Even before all of the Bottom Dollar stores closed for good Monday, the independent grocers who own Shop ’n Save stores in the Pittsburgh region were thinking about how to respond to this rare moment when a competitor exits stage left.
They used their weekly advertising flier. “To all Bottom Dollar shoppers, try us for top dollar savings,” read the ad sent last week to neighborhoods that were served by both grocers.
In the competitive grocery business, no one can afford to miss an opportunity.
While Aldi plans to buy the real estate assets of the 66-store Bottom Dollar chain owned by Belgium-based Delhaize Group, the deal hasn’t closed yet. Batavia, Ill.-based Aldi likely has analyzed the sites and determined which ones would support one of its stores, but it has not shared that information with politicians and community groups hopeful that they’ll still have a grocery store where Bottom Dollar used to be.

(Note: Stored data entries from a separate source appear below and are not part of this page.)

//! ORB-based stereo egomotion on top of OpenCV.
//!
//! Per pair: ORB features in both images, left/right matching along the
//! epipolar row, then temporal matching of the left descriptors against the
//! previous pair. Previous-frame points are triangulated and the current pose
//! is recovered with PnP RANSAC, which directly yields the previous-to-current
//! transform.

use std::path::Path;

use anyhow::{bail, Context, Result};
use nalgebra::{Matrix3, Matrix4, Point2, Vector3};
use opencv::calib3d;
use opencv::core::{
    DMatch, KeyPoint, Mat, Point2f, Point3d, Ptr, Size, TermCriteria, TermCriteria_Type, Vector,
    NORM_HAMMING,
};
use opencv::features2d;
use opencv::imgcodecs::{self, IMREAD_GRAYSCALE};
use opencv::imgproc;
use opencv::prelude::*;
use tracing::debug;

use super::adapter::StereoMotionEstimator;
use super::types::{Correspondence, EstimatorError, RawMotion, TrackId};
use crate::frame::{CameraModel, ImageDims, ImageLoader, StereoPair};

/// Max Hamming distance accepted for a left/right match.
const TH_HIGH: u32 = 100;
const RATIO: f32 = 0.9;
const VERTICAL_MARGIN: f32 = 2.0;
const MIN_DEPTH: f64 = 0.5;
const MAX_DEPTH: f64 = 80.0;
const RANSAC_ITERATIONS: i32 = 200;
const RANSAC_REPROJ_PX: f32 = 2.0;

/// Grayscale image loader.
pub struct OpencvImageLoader;

impl ImageLoader for OpencvImageLoader {
    type Image = Mat;

    fn load(&self, path: &Path) -> Result<(Mat, ImageDims)> {
        let name = path
            .to_str()
            .with_context(|| format!("non UTF-8 image path {}", path.display()))?;
        let image = imgcodecs::imread(name, IMREAD_GRAYSCALE)
            .with_context(|| format!("imread failed for {}", path.display()))?;
        if image.empty() {
            bail!("could not decode {}", path.display());
        }
        let dims = ImageDims {
            width: image.cols() as u32,
            height: image.rows() as u32,
            stride: image.step1(0)? as u32,
        };
        Ok((image, dims))
    }
}

/// A stereo-matched feature of one pair.
struct StereoPoint {
    left: Point2<f64>,
    right: Point2<f64>,
    track_id: TrackId,
}

/// Features of one pair, descriptors row-aligned with `points`.
struct PairFeatures {
    index: usize,
    points: Vec<StereoPoint>,
    descriptors: Mat,
}

pub struct OrbStereoEstimator {
    orb: Ptr<features2d::ORB>,
    matcher: Ptr<features2d::BFMatcher>,
    camera: CameraModel,
    /// Refine stereo matches to sub-pixel accuracy before estimation.
    subpixel: bool,
    min_inliers: usize,
    previous: Option<PairFeatures>,
    next_track: u64,
}

impl OrbStereoEstimator {
    pub fn new(camera: CameraModel, n_features: i32, subpixel: bool) -> Result<Self> {
        let orb = features2d::ORB::create(
            n_features,
            1.2,
            8,
            31,
            0,
            2,
            features2d::ORB_ScoreType::HARRIS_SCORE,
            31,
            20,
        )?;
        let matcher = features2d::BFMatcher::create(NORM_HAMMING, true)?;
        Ok(Self {
            orb,
            matcher,
            camera,
            subpixel,
            min_inliers: 6,
            previous: None,
            next_track: 0,
        })
    }

    fn detect(&mut self, image: &Mat) -> Result<(Vector<KeyPoint>, Mat)> {
        let mut keypoints = Vector::<KeyPoint>::new();
        let mut descriptors = Mat::default();
        self.orb
            .detect_and_compute(image, &Mat::default(), &mut keypoints, &mut descriptors, false)?;
        Ok((keypoints, descriptors))
    }

    fn extract(&mut self, pair: &StereoPair<Mat>) -> Result<PairFeatures> {
        let (left_kp, left_desc) = self.detect(&pair.left)?;
        let (right_kp, right_desc) = self.detect(&pair.right)?;

        let max_disparity = (self.camera.f * self.camera.baseline / MIN_DEPTH) as f32;
        let min_disparity = (self.camera.f * self.camera.baseline / MAX_DEPTH) as f32;

        let mut left_pts = Vector::<Point2f>::new();
        let mut right_pts = Vector::<Point2f>::new();
        let mut descriptors = Mat::default();

        for (li, lkp) in left_kp.iter().enumerate() {
            let (ul, vl) = (lkp.pt().x, lkp.pt().y);
            let left_row = left_desc.row(li as i32)?;

            let mut best = (TH_HIGH, None::<usize>);
            let mut second = TH_HIGH;
            for (ri, rkp) in right_kp.iter().enumerate() {
                let (ur, vr) = (rkp.pt().x, rkp.pt().y);
                let disparity = ul - ur;
                if (vl - vr).abs() > VERTICAL_MARGIN
                    || disparity < min_disparity
                    || disparity > max_disparity
                {
                    continue;
                }
                let dist = hamming(&left_row, &right_desc.row(ri as i32)?)?;
                if dist < best.0 {
                    second = best.0;
                    best = (dist, Some(ri));
                } else if dist < second {
                    second = dist;
                }
            }

            if let (dist, Some(ri)) = best {
                if (dist as f32) < RATIO * second as f32 || second == TH_HIGH {
                    left_pts.push(lkp.pt());
                    right_pts.push(right_kp.get(ri)?.pt());
                    descriptors.push_back(&left_row)?;
                }
            }
        }

        if self.subpixel && !left_pts.is_empty() {
            refine_corners(&pair.left, &mut left_pts)?;
            refine_corners(&pair.right, &mut right_pts)?;
        }

        let points = left_pts
            .iter()
            .zip(right_pts.iter())
            .map(|(l, r)| StereoPoint {
                left: Point2::new(l.x as f64, l.y as f64),
                right: Point2::new(r.x as f64, r.y as f64),
                track_id: TrackId(0),
            })
            .collect();

        Ok(PairFeatures {
            index: pair.index,
            points,
            descriptors,
        })
    }

    fn new_track(&mut self) -> TrackId {
        let id = TrackId(self.next_track);
        self.next_track += 1;
        id
    }

    fn estimate_inner(&mut self, prev: &StereoPair<Mat>, curr: &StereoPair<Mat>) -> Result<RawMotion> {
        let previous = match self.previous.take() {
            Some(p) if p.index == prev.index => p,
            _ => {
                let mut p = self.extract(prev)?;
                for point in &mut p.points {
                    point.track_id = self.new_track();
                }
                p
            }
        };
        let mut current = self.extract(curr)?;

        let mut temporal = Vector::<DMatch>::new();
        if !previous.points.is_empty() && !current.points.is_empty() {
            self.matcher.train_match(
                &current.descriptors,
                &previous.descriptors,
                &mut temporal,
                &Mat::default(),
            )?;
        }

        let mut matched = vec![false; current.points.len()];
        let mut matches = Vec::with_capacity(temporal.len());
        for m in temporal.iter() {
            if m.distance as u32 > TH_HIGH {
                continue;
            }
            let (ci, pi) = (m.query_idx as usize, m.train_idx as usize);
            let (Some(c), Some(p)) = (current.points.get_mut(ci), previous.points.get(pi)) else {
                continue;
            };
            c.track_id = p.track_id;
            matched[ci] = true;
            matches.push(Correspondence {
                track_id: p.track_id,
                left_prev: p.left,
                right_prev: p.right,
                left_curr: c.left,
                right_curr: c.right,
            });
        }
        for (ci, was_matched) in matched.into_iter().enumerate() {
            if !was_matched {
                current.points[ci].track_id = self.new_track();
            }
        }
        self.previous = Some(current);

        let usable: Vec<(usize, Vector3<f64>)> = matches
            .iter()
            .enumerate()
            .filter_map(|(i, c)| self.camera.triangulate(&c.left_prev, &c.right_prev).map(|p| (i, p)))
            .collect();
        debug!(
            frame = curr.index,
            matches = matches.len(),
            triangulated = usable.len(),
            "temporal matching"
        );
        if usable.len() < self.min_inliers {
            return Err(anyhow::Error::new(Insufficient(matches.len(), 0)));
        }

        let object: Vec<Point3d> = usable.iter().map(|(_, p)| Point3d::new(p.x, p.y, p.z)).collect();
        let image: Vec<Point2f> = usable
            .iter()
            .map(|(i, _)| Point2f::new(matches[*i].left_curr.x as f32, matches[*i].left_curr.y as f32))
            .collect();
        let (relative, ransac_inliers) = solve_pnp(&object, &image, &self.camera)?;

        let inliers: Vec<usize> = ransac_inliers
            .into_iter()
            .filter_map(|k| usable.get(k).map(|(i, _)| *i))
            .collect();
        if inliers.len() < self.min_inliers {
            return Err(anyhow::Error::new(Insufficient(matches.len(), inliers.len())));
        }

        Ok(RawMotion {
            relative,
            matches,
            inliers,
        })
    }
}

/// Too few matches or inliers, carried through `anyhow` to the trait boundary.
#[derive(Debug, thiserror::Error)]
#[error("too few inliers ({1} of {0} matches)")]
struct Insufficient(usize, usize);

impl StereoMotionEstimator for OrbStereoEstimator {
    type Image = Mat;

    fn prime(&mut self, first: &StereoPair<Mat>) -> std::result::Result<(), EstimatorError> {
        let mut features = self
            .extract(first)
            .map_err(|e| EstimatorError::degenerate(format!("{e:#}")))?;
        for point in &mut features.points {
            point.track_id = self.new_track();
        }
        self.previous = Some(features);
        Ok(())
    }

    fn estimate(
        &mut self,
        prev: &StereoPair<Mat>,
        curr: &StereoPair<Mat>,
        _dims: ImageDims,
    ) -> std::result::Result<RawMotion, EstimatorError> {
        match self.estimate_inner(prev, curr) {
            Ok(motion) => Ok(motion),
            Err(e) => match e.downcast_ref::<Insufficient>() {
                Some(Insufficient(m, i)) => Err(EstimatorError::insufficient(*m, *i)),
                None => Err(EstimatorError::degenerate(format!("{e:#}"))),
            },
        }
    }
}

fn refine_corners(image: &Mat, points: &mut Vector<Point2f>) -> Result<()> {
    let criteria = TermCriteria::new(
        TermCriteria_Type::COUNT as i32 + TermCriteria_Type::EPS as i32,
        20,
        0.03,
    )?;
    imgproc::corner_sub_pix(image, points, Size::new(5, 5), Size::new(-1, -1), criteria)?;
    Ok(())
}

/// Hamming distance between two binary descriptor rows.
fn hamming(a: &impl MatTraitConst, b: &impl MatTraitConst) -> Result<u32> {
    let mut dist = 0u32;
    for j in 0..a.cols().min(b.cols()) {
        dist += (*a.at_2d::<u8>(0, j)? ^ *b.at_2d::<u8>(0, j)?).count_ones();
    }
    Ok(dist)
}

/// PnP RANSAC on points expressed in the previous camera. Returns the
/// previous-to-current transform and the inlier indices.
fn solve_pnp(object: &[Point3d], image: &[Point2f], camera: &CameraModel) -> Result<(Matrix4<f64>, Vec<usize>)> {
    let obj_points = Mat::from_slice(object)?.try_clone()?;
    let img_points = Mat::from_slice(image)?.try_clone()?;
    let camera_matrix = Mat::from_slice_2d(&[
        [camera.f, 0.0, camera.cu],
        [0.0, camera.f, camera.cv],
        [0.0, 0.0, 1.0],
    ])?;
    let dist_coeffs = Mat::zeros(1, 5, opencv::core::CV_64F)?.to_mat()?;

    let mut rvec = Mat::default();
    let mut tvec = Mat::default();
    let mut inliers = Mat::default();
    let found = calib3d::solve_pnp_ransac(
        &obj_points,
        &img_points,
        &camera_matrix,
        &dist_coeffs,
        &mut rvec,
        &mut tvec,
        false,
        RANSAC_ITERATIONS,
        RANSAC_REPROJ_PX,
        0.999,
        &mut inliers,
        calib3d::SOLVEPNP_ITERATIVE,
    )?;
    if !found {
        bail!("PnP RANSAC found no consensus");
    }

    let mut rot = Mat::default();
    calib3d::rodrigues(&rvec, &mut rot, &mut opencv::core::no_array())?;
    let mut r = [0.0f64; 9];
    for (i, v) in r.iter_mut().enumerate() {
        *v = *rot.at::<f64>(i as i32)?;
    }
    let rotation = Matrix3::from_row_slice(&r);
    let translation = Vector3::new(
        *tvec.at::<f64>(0)?,
        *tvec.at::<f64>(1)?,
        *tvec.at::<f64>(2)?,
    );

    let mut relative = Matrix4::identity();
    relative.fixed_view_mut::<3, 3>(0, 0).copy_from(&rotation);
    relative.fixed_view_mut::<3, 1>(0, 3).copy_from(&translation);

    let indices = (0..inliers.rows())
        .map(|k| inliers.at::<i32>(k).map(|v| *v as usize))
        .collect::<opencv::Result<Vec<_>>>()?;
    Ok((relative, indices))
}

Aldi, which has more than 1,300 stores in the U.S., knows what it needs to make its limited-assortment, extreme value model work, said Jim Hertel, managing partner at consulting firm Willard Bishop in Barrington, Ill.
Some other operators, especially traditional supermarket operators, have not been as successful in executing the concept of small stores that carry far less merchandise and that cut costs with techniques such as using pallets instead of shelves and having customers bag their own purchases, he said.
One of Aldi’s biggest rivals — the Save-A-Lot chain that is part of Minnesota grocery distributor Supervalu’s portfolio — was slowed in recent years by restructuring issues at the parent company that meant it missed some of the opportunity opened up by the nation’s financial downturn, Mr. Hertel said.
But Supervalu CEO Sam K. Duncan, who said last week Save-A-Lot competes very well against Aldi, told analysts on the company’s third-quarter earnings conference call that the Bottom Dollar venture might have made some of its own missteps.
“Those Bottom Dollar stores, a lot of those were very high rent,” Mr. Duncan said, in response to a question from an analyst. “We were looking at some of those locations before Bottom Dollar and we established our rate that we would pay. And then, they came in above us and paid some very high prices.”
If real estate costs are high, it can be a hard issue to address, said Mr. Hertel, because leases tend to extend for a decade or more.
When Bottom Dollar announced the closings in November, it employed about 600 employees at the 20 stores in Western Pennsylvania and Ohio that it considers part of its Pittsburgh group. The operation overall had 2,200 employees with the rest of the stores in the Philadelphia area.
Although the official closing date for the stores was expected to be Thursday, a company spokeswoman said Tuesday that all locations were closed by 2 p.m. Monday “as a result of the merchandise available for sale in the stores.”
Around a dozen Shop ’n Save stores in the region competed directly against Bottom Dollar stores. O’Hara-based Giant Eagle had one of its Good Cents Grocery + More stores right next to the Bottom Dollar store on McKnight Road in Ross, illustrating the competitive nature of the Pittsburgh grocery market.
“We really believe we deliver a lot of value,” said Don Fabian, senior merchandiser for the Shop ’n Save group of stores supplied by Supervalu, noting that extends beyond competitive prices to things like a selection of produce, deli services, double coupons and even fuel discounts.
“We think we can deliver the value and maybe a little more than you were used to at Bottom Dollar,” he added.
Fans of Bottom Dollar did embrace some of the twists on the format that the company made, such as carrying some brand-name goods and accepting credit cards.
While Aldi traditionally wouldn’t take checks or credit cards because of the handling costs, company spokesperson Julie Ketay confirmed that a credit card usage program is being tested in stores in Minnesota and New York.
“Should the pilot program prove successful,” she said in an email, “we will consider rolling the program out nationally to all Aldi stores.”
First Published: January 13, 2015, 12:32 p.m.
Updated: January 14, 2015, 3:37 a.m.